> [AIM OF THE TASK]:
Type the records out again in full, exactly.

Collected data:
·····
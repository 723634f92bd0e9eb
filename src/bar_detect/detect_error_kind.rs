use serde::{Deserialize, Serialize};
use thiserror::Error;

/// Error type for the various reasons why bar boundaries could not be
/// detected in a frame.
#[derive(Error, Debug, Clone, Serialize, Deserialize)]
pub enum BarDetectError {
    /// The frame is not wide enough to trim the configured number of
    /// boundary-effect columns from each side and still leave a profile.
    #[error("frame is too narrow to drop {side_cutoff} columns from each side: {width}x{height}")]
    FrameTooNarrow { width: u32, height: u32, side_cutoff: u32 },

    /// The trimmed column profile is shorter than the smoothing window, so
    /// the smoothing filter cannot be applied. Either the frame is too small
    /// or the configured window is too large.
    #[error("column profile of length {profile_len} is shorter than the smoothing window {window}")]
    ProfileTooShort { profile_len: usize, window: usize },

    /// The smoothing filter parameters are unusable: the window must be odd
    /// and strictly greater than the polynomial degree.
    #[error("smoothing window {window} must be odd and greater than the polynomial degree {degree}")]
    BadFilterCfg { window: usize, degree: usize },

    /// The derivative of the smoothed profile has no distinguishable
    /// extremum. This happens for frames with uniform texture everywhere,
    /// i.e. frames without bars.
    #[error("no bar transition found: the entropy slope is flat across the {width}x{height} frame")]
    FlatProfile { width: u32, height: u32 },

    /// The detected edges do not select any pixels of the frame (coincident,
    /// or pushed outside the frame by the cutoff offsets).
    #[error("edges at columns {rising} and {falling} do not form a crop inside a frame {frame_width} wide")]
    DegenerateCrop { rising: i64, falling: i64, frame_width: u32 },
}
·····
> [ANSWER BOX]:
repository 723634f92bd0e9eb
filename src/bar_detect/detect_error_kind.rs
use serde::{Deserialize, Serialize};
use thiserror::Error;

/// Error type for the various reasons why bar boundaries could not be
/// detected in a frame.
#[derive(Error, Debug, Clone, Serialize, Deserialize)]
pub enum BarDetectError {
    /// The frame is not wide enough to trim the configured number of
    /// boundary-effect columns from each side and still leave a profile.
    #[error("frame is too narrow to drop {side_cutoff} columns from each side: {width}x{height}")]
    FrameTooNarrow { width: u32, height: u32, side_cutoff: u32 },

    /// The trimmed column profile is shorter than the smoothing window, so
    /// the smoothing filter cannot be applied. Either the frame is too small
    /// or the configured window is too large.
    #[error("column profile of length {profile_len} is shorter than the smoothing window {window}")]
    ProfileTooShort { profile_len: usize, window: usize },

    /// The smoothing filter parameters are unusable: the window must be odd
    /// and strictly greater than the polynomial degree.
    #[error("smoothing window {window} must be odd and greater than the polynomial degree {degree}")]
    BadFilterCfg { window: usize, degree: usize },

    /// The derivative of the smoothed profile has no distinguishable
    /// extremum. This happens for frames with uniform texture everywhere,
    /// i.e. frames without bars.
    #[error("no bar transition found: the entropy slope is flat across the {width}x{height} frame")]
    FlatProfile { width: u32, height: u32 },

    /// The detected edges do not select any pixels of the frame (coincident,
    /// or pushed outside the frame by the cutoff offsets).
    #[error("edges at columns {rising} and {falling} do not form a crop inside a frame {frame_width} wide")]
    DegenerateCrop { rising: i64, falling: i64, frame_width: u32 },
}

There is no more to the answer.